Alors, il faut aller chercher autre part l’espoir d’une guérison. Là où Ninon se tourne vers les sciences, sa mère, Esther, place toute sa confiance dans le récit familial. Elle en est après tout la gardienne et son principal objectif reste de « recueillir le témoignage de sa fille et ajouter un chapitre au grimoire, passer enfin du récit de son ascendance à celui de sa descendance ; car pour Esther Moise l’interruption de la transmission serait un échec » (92-3). L’inévitabilité de la transmission pathologique familiale est rendue d’autant plus manifeste dans le roman par l’inclusion de chapitres dédiés au récit de la famille, en italique, qui viennent interrompre la narration des démarches médicales. Ce faisant, les suspensions de l’intrigue principale viennent la compléter, l’enrichir d’un passé que l’héroïne renie. Car, comme Joy Sorman l’explique, « [l]e livre est aussi le récit de la construction d’une identité propre et c’est en ce sens-là que [Ninon] décide de faire scission avec la généalogie pour exister en tant qu’individu »[3]. Ninon ne souhaite pas – ou ne peut pas – adopter la posture de sa mère vis-à-vis du passé. L’héritage familial est dans son cas trop douloureux. Elle tente pourtant de croiser récit familial et récit médical lorsqu’elle se tourne vers la psychiatrie et la psychologie mais cette tentative se solde par un échec.

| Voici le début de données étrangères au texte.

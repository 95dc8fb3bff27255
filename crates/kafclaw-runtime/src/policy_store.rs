//! `PolicyDecision` persistence (spec §8 invariant: "a `PolicyDecision`
//! row exists with the same `(traceID, tool)` before any execution or
//! approval prompt").

use std::sync::Arc;

use kafclaw_core::TraceId;
use kafclaw_policy::PolicyDecision;
use kafclaw_storage::{KvStore, ScopedKvStore};

use crate::error::RuntimeResult;

const NAMESPACE: &str = "policy_decisions";

/// Persists [`PolicyDecision`] rows keyed by `(trace_id, tool)`.
pub struct PolicyDecisionStore {
    kv: ScopedKvStore,
}

impl PolicyDecisionStore {
    #[must_use]
    pub fn new(backend: Arc<dyn KvStore>) -> Self {
        Self {
            kv: ScopedKvStore::new(backend, NAMESPACE),
        }
    }

    fn key(trace_id: TraceId, tool: &str) -> String {
        format!("{trace_id}:{tool}")
    }

    /// Record a decision, overwriting any prior row for the same
    /// `(trace_id, tool)` — an approval response re-evaluates and
    /// re-records rather than appending a second row.
    ///
    /// # Errors
    ///
    /// Returns an error if the backing store fails to write.
    pub async fn record(&self, decision: &PolicyDecision) -> RuntimeResult<()> {
        let key = Self::key(decision.trace_id, &decision.tool);
        let bytes = serde_json::to_vec(decision)?;
        self.kv.set(&key, bytes).await?;
        Ok(())
    }

    /// Fetch the decision recorded for `(trace_id, tool)`, if any.
    ///
    /// # Errors
    ///
    /// Returns an error if the backing store fails to read.
    pub async fn get(&self, trace_id: TraceId, tool: &str) -> RuntimeResult<Option<PolicyDecision>> {
        match self.kv.get(&Self::key(trace_id, tool)).await? {
            Some(bytes) => Ok(Some(serde_json::from_slice(&bytes)?)),
            None => Ok(None),
        }
    }

    /// List every decision recorded for a trace.
    ///
    /// # Errors
    ///
    /// Returns an error if the backing store fails to enumerate or read.
    pub async fn list_for_trace(&self, trace_id: TraceId) -> RuntimeResult<Vec<PolicyDecision>> {
        let prefix = format!("{trace_id}:");
        let keys = self.kv.list_keys().await?;
        let mut decisions = Vec::new();
        for key in keys {
            if !key.starts_with(&prefix) {
                continue;
            }
            if let Some(bytes) = self.kv.get(&key).await? {
                decisions.push(serde_json::from_slice(&bytes)?);
            }
        }
        Ok(decisions)
    }
}

#[cfg(test)]
mod tests {
    use super::*;
    use kafclaw_core::{MessageType, TaskId, Tier};
    use kafclaw_policy::{Decision, PolicyContext};
    use kafclaw_storage::MemoryKvStore;
    use serde_json::json;

    fn ctx(trace_id: TraceId, tool: &str) -> PolicyContext {
        PolicyContext {
            sender: "owner".to_string(),
            channel: "cli".to_string(),
            tool: tool.to_string(),
            tier: Tier::Read,
            args: json!({}),
            trace_id,
            task_id: TaskId::new(),
            message_type: MessageType::Internal,
        }
    }

    #[tokio::test]
    async fn record_then_get_round_trips() {
        let store = PolicyDecisionStore::new(Arc::new(MemoryKvStore::new()));
        let trace = TraceId::new();
        let decision = PolicyDecision::from_context(&ctx(trace, "read_file"), &Decision::allow());
        store.record(&decision).await.unwrap();

        let fetched = store.get(trace, "read_file").await.unwrap().unwrap();
        assert!(fetched.allowed);
    }

    #[tokio::test]
    async fn list_for_trace_only_returns_matching_rows() {
        let store = PolicyDecisionStore::new(Arc::new(MemoryKvStore::new()));
        let trace = TraceId::new();
        store
            .record(&PolicyDecision::from_context(&ctx(trace, "read_file"), &Decision::allow()))
            .await
            .unwrap();
        store
            .record(&PolicyDecision::from_context(&ctx(trace, "exec"), &Decision::deny("sender_denied")))
            .await
            .unwrap();
        store
            .record(&PolicyDecision::from_context(
                &ctx(TraceId::new(), "read_file"),
                &Decision::allow(),
            ))
            .await
            .unwrap();

        let decisions = store.list_for_trace(trace).await.unwrap();
        assert_eq!(decisions.len(), 2);
    }

    #[tokio::test]
    async fn re_recording_overwrites_prior_row() {
        let store = PolicyDecisionStore::new(Arc::new(MemoryKvStore::new()));
        let trace = TraceId::new();
        store
            .record(&PolicyDecision::from_context(
                &ctx(trace, "exec"),
                &Decision::requires_approval("requires_approval"),
            ))
            .await
            .unwrap();
        store
            .record(&PolicyDecision::from_context(&ctx(trace, "exec"), &Decision::allow()))
            .await
            .unwrap();

        let decisions = store.list_for_trace(trace).await.unwrap();
        assert_eq!(decisions.len(), 1);
        assert!(decisions[0].allowed);
    }
}
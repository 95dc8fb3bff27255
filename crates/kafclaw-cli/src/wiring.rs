//! Process wiring: construct every collaborator the Agent Loop, Scheduler,
//! and Delivery Worker are driven over, sharing one storage backend.
//! Follows `kafclaw-runtime`'s own `agent::tests::make_loop` helper, the
//! one place in the workspace that already assembles the full
//! collaborator graph — generalized here from an in-memory test backend
//! to whichever backend the resolved config names.

use std::path::{Path, PathBuf};
use std::sync::Arc;

use kafclaw_approval::ApprovalManager;
use kafclaw_audit::{AuditChain, SecurityAuditRecorder};
use kafclaw_bus::{InboundBus, OutboundBus};
use kafclaw_config::Config;
use kafclaw_context::{ContextBudget, ContextBuilder};
use kafclaw_core::{Clock, SystemClock};
use kafclaw_expertise::ExpertiseTracker;
use kafclaw_llm::{LlmProvider, OpenAiCompatProvider};
use kafclaw_memory::{MemoryStore, ObservationQueue, ObservationStore, Reflector};
use kafclaw_runtime::{
    AgentLoop, AutoIndexer, LlmTextCompressor, LoopConfig, PolicyDecisionStore, SessionStore, SubagentSupervisor,
    TaskDeliverySink, TaskStore, TimelineStore,
};
use kafclaw_storage::{Database, KvStore, MemoryKvStore, SurrealKvStore};
use kafclaw_tools::ToolRegistry;
use tokio_util::sync::CancellationToken;

use crate::cli::ProviderArgs;
use crate::config_bridge;

/// Everything [`run`](crate::commands::run::run) needs to drive the
/// process: the assembled Agent Loop plus the buses and background
/// collaborators that live alongside it.
pub(crate) struct Wiring {
    pub(crate) agent_loop: Arc<AgentLoop>,
    pub(crate) inbound: Arc<InboundBus>,
    pub(crate) outbound: Arc<OutboundBus>,
    pub(crate) scheduler: Arc<kafclaw_scheduler::Scheduler>,
    pub(crate) delivery_sink: Arc<TaskDeliverySink>,
    pub(crate) delivery_poll_interval: std::time::Duration,
    pub(crate) delivery_max_retry: u32,
    pub(crate) cancel: CancellationToken,
}

/// Build the storage backend named by `workspace_root`: an embedded
/// SurrealKV store under `{workspace_root}/.kafclaw/data`, or a pure
/// in-memory store when `in_memory` is set (used for quick trials and
/// tests).
///
/// # Errors
///
/// Returns an error if the embedded database cannot be opened.
pub(crate) async fn build_backend(workspace_root: &Path, in_memory: bool) -> anyhow::Result<Arc<dyn KvStore>> {
    if in_memory {
        return Ok(Arc::new(MemoryKvStore::new()));
    }
    let data_dir = workspace_root.join(".kafclaw").join("data");
    std::fs::create_dir_all(&data_dir)?;
    let path = data_dir.to_string_lossy().into_owned();
    let db = Database::connect_embedded(&path).await?;
    Ok(Arc::new(SurrealKvStore::new(Arc::new(db))))
}

/// Build the LLM provider named by `provider_args`. With neither a
/// base URL nor an API key given, falls back to a local `OpenAI`-compatible
/// endpoint (LM Studio's default), which needs no key.
pub(crate) fn build_llm_provider(provider_args: &ProviderArgs) -> Arc<dyn LlmProvider> {
    let provider: OpenAiCompatProvider = match (&provider_args.base_url, &provider_args.api_key) {
        (Some(base_url), api_key) => OpenAiCompatProvider::custom(base_url.clone(), api_key.clone()),
        (None, Some(api_key)) => OpenAiCompatProvider::openai(api_key.clone()),
        (None, None) => OpenAiCompatProvider::custom("http://localhost:1234/v1/chat/completions", None),
    };
    Arc::new(provider)
}

/// Assemble every collaborator over a freshly built `backend`.
#[must_use]
pub(crate) fn assemble(
    config: &Config,
    workspace_root: PathBuf,
    agent_name: &str,
    model: &str,
    llm: Arc<dyn LlmProvider>,
    backend: Arc<dyn KvStore>,
) -> Wiring {
    let clock: Arc<dyn Clock> = Arc::new(SystemClock);
    let cancel = CancellationToken::new();

    let sessions = Arc::new(SessionStore::new(backend.clone()));
    let outbound = Arc::new(OutboundBus::new());
    let inbound = Arc::new(InboundBus::new());
    let tools = Arc::new(ToolRegistry::with_defaults());
    let memory = Arc::new(MemoryStore::new(backend.clone()));
    let tasks = Arc::new(TaskStore::new(backend.clone()));

    let loop_config = config_bridge::to_loop_config(config, agent_name, &workspace_root, model);
    let state_dir = workspace_root.join(".kafclaw");
    let _ = std::fs::create_dir_all(&state_dir);

    let compressor = Arc::new(LlmTextCompressor::new(llm.clone(), model.to_string()));

    let agent_loop = Arc::new(AgentLoop::new(
        loop_config,
        clock,
        tasks.clone(),
        sessions.clone(),
        Arc::new(TimelineStore::new(backend.clone())),
        Arc::new(PolicyDecisionStore::new(backend.clone())),
        Arc::new(ApprovalManager::new()),
        Arc::new(ContextBuilder::new(ContextBudget::new(config.context.total_budget, config.context.section_cap))),
        llm,
        tools,
        memory.clone(),
        Arc::new(ObservationQueue::with_threshold(backend.clone(), config.memory.observation_threshold)),
        Arc::new(ObservationStore::new(backend.clone())),
        Arc::new(Reflector::with_max_observations(config.memory.reflection_max)),
        compressor,
        Arc::new(ExpertiseTracker::new(backend.clone())),
        Arc::new(AutoIndexer::new(memory)),
        Arc::new(SubagentSupervisor::new(backend, sessions, outbound.clone()).with_limits(
            config.subagents.max_spawn_depth,
            config.subagents.max_children as usize,
        )),
        outbound.clone(),
        Arc::new(SecurityAuditRecorder::new(&state_dir)),
        Arc::new(AuditChain::new(state_dir.join("audit.jsonl"))),
        cancel.clone(),
    ));

    let lock_path = state_dir.join("scheduler.lock");
    let scheduler = Arc::new(kafclaw_scheduler::Scheduler::with_limits(
        inbound.clone(),
        lock_path,
        config.scheduler.llm_concurrency,
        config.scheduler.shell_concurrency,
        config.scheduler.default_concurrency,
        std::time::Duration::from_secs(config.scheduler.tick_interval_secs),
    ));

    let delivery_sink = Arc::new(TaskDeliverySink::new(tasks, outbound.clone()));

    Wiring {
        agent_loop,
        inbound,
        outbound,
        scheduler,
        delivery_sink,
        delivery_poll_interval: std::time::Duration::from_secs(config.delivery.poll_interval_secs),
        delivery_max_retry: config.delivery.max_retry,
        cancel,
    }
}
//! KafClaw Audit — the hash-linked JSONL audit chain (spec §4.12, §9, C13).
//!
//! Every security-relevant decision in the agent core (policy evaluations,
//! approval transitions, task completions, LLM/TOOL spans) is append-only
//! and tamper-evident: each JSONL line carries the SHA-256 hash of the
//! previous line (`prevHash`) and its own canonical-JSON hash (`hash`).
//! [`verify_chain`] walks a file and reports the first broken link, giving
//! an operational way to check the spec §8 chain-integrity property.
//!
//! Grounded on the teacher's `astrid-audit` crate (chain-linked entries,
//! one audited write path per security concern) with the storage swapped
//! from `SurrealKV` rows to a plain JSONL file under an exclusive lock,
//! because spec §6 pins the on-disk format explicitly.

#![warn(missing_docs)]
#![deny(clippy::unwrap_used)]
#![cfg_attr(test, allow(clippy::unwrap_used))]

pub mod chain;
pub mod error;
pub mod security;

pub use chain::{entry_time, verify_chain, AuditChain, ChainVerification};
pub use error::{AuditError, AuditResult};
pub use security::{SecurityAuditRecorder, SECURITY_EVENTS_FILE};
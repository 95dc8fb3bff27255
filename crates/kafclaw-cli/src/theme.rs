//! CLI output styling: color/format helpers shared by every subcommand.

use colored::Colorize;
use kafclaw_core::Tier;

/// Color/formatting helpers for CLI output.
pub(crate) struct Theme;

impl Theme {
    /// Format a header.
    pub(crate) fn header(text: &str) -> String {
        format!("{}", text.bold().cyan())
    }

    /// Format a success message.
    pub(crate) fn success(text: &str) -> String {
        format!("{} {}", "✓".green(), text)
    }

    /// Format an error message.
    pub(crate) fn error(text: &str) -> String {
        format!("{} {}", "✗".red(), text.red())
    }

    /// Format a warning message.
    pub(crate) fn warning(text: &str) -> String {
        format!("{} {}", "!".yellow(), text.yellow())
    }

    /// Format an info message.
    pub(crate) fn info(text: &str) -> String {
        format!("{} {}", "i".blue(), text)
    }

    /// Format a dimmed message.
    pub(crate) fn dimmed(text: &str) -> String {
        format!("{}", text.dimmed())
    }

    /// Format a tier badge for an approval prompt.
    pub(crate) fn tier(tier: Tier) -> String {
        match tier {
            Tier::Read => "read".green().to_string(),
            Tier::Write => "write".yellow().to_string(),
            Tier::HighRisk => "high-risk".red().bold().to_string(),
        }
    }
}

/// Print the startup banner.
pub(crate) fn print_banner() {
    let version = env!("CARGO_PKG_VERSION");
    println!(
        "{}",
        format!(
            r"
 _   __      __ _____ _
| | / /     / _|  __ \ |
| |/ / __ _| |_| |  \/ | __ ___      __
|    \/ _` |  _| | __| |/ _` \ \ /\ / /
| |\ \ (_| | | | |_\ \ | (_| |\ V  V /
\_| \_\__,_|_|  \____/_|\__,_| \_/\_/
                                   v{version}
"
        )
        .cyan()
    );
    println!("{}", "Multi-channel AI agent runtime".dimmed());
    println!();
}
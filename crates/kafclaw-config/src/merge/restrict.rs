//! Entry point for tighten-only workspace enforcement.

use super::enforce::{clamp_max_int, enforce_allow_list_subset, union_string_arrays};

/// Enforce that the workspace layer can only *tighten* policy, never
/// loosen it (SPEC_FULL §10.3). Call after merging the workspace layer
/// but before deserialization.
///
/// `baseline` is the merged config *before* the workspace layer was
/// applied (defaults + system + user), so enforcement works even when no
/// user config file exists.
pub fn enforce_restrictions(merged: &mut toml::Value, baseline: &toml::Value, workspace_layer: &toml::Value) {
    clamp_max_int(merged, baseline, workspace_layer, &["policy", "max_auto_tier"], "policy.max_auto_tier");
    clamp_max_int(merged, baseline, workspace_layer, &["policy", "external_max_tier"], "policy.external_max_tier");
    union_string_arrays(merged, baseline, &["policy", "deny_senders"], "policy.deny_senders");
    enforce_allow_list_subset(merged, baseline, &["policy", "allowed_senders"], "policy.allowed_senders");
}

La transmission a été actée. L’héritage a été légué. L’inscription de Ninon dans le roman familial semble à la fois inévitable et indésirable. La mise en tension de ces deux modes de récits, de ces deux manifestations de son identité, ne peut aboutir à une délivrance. Et pourtant, la douleur disparaît inexplicablement, sans qu’aucun événement, qu’aucun remède ne soit la cause de sa disparition. Sans que Ninon ne manifeste une quelconque acceptation de son héritage familial. Et alors que la jeune fille avait tant cherché à s’en débarrasser, elle se retrouve désemparée par l’absence de la douleur, « une émotion suspecte ne quitte pas Ninon, un malaise inattendu, une insatisfaction retorse, difficile à nommer, et qui grandit » (207). Cette douleur qui était devenue une double part de son identité – en tant que malade et en tant qu’héritière – lui laisse un vide qu’il lui faut combler. Par le tatouage, en recouvrant les zones précédemment victime d’allodynie d’une encre noire qui marque sa différence, elle développe un nouveau mode de récit qui lui permet de reprendre le contrôle de son identité.
Par Jehanne Eveno
(Doctorante à l’ENS de Lyon)
[1] « Esther hérite d’une forme de dégénérescence oculaire, l’achromatopsie, une absence de vision des couleurs provoquée par la disparition des pigments visuels de la rétine » (17).
[2] « [U]n symptôme consécutif à une lésion, un dérèglement du système nerveux, une douleur neuropathique aussi nommée hyperesthésie cutanée, caractérisée par une sensibilité exacerbée du toucher » (55).
[3] Laurence Houot, « Rentrée littéraire – « Sciences de la vie »: 5 questions à Joy Sorman », France Info Culture, 20/08/2017.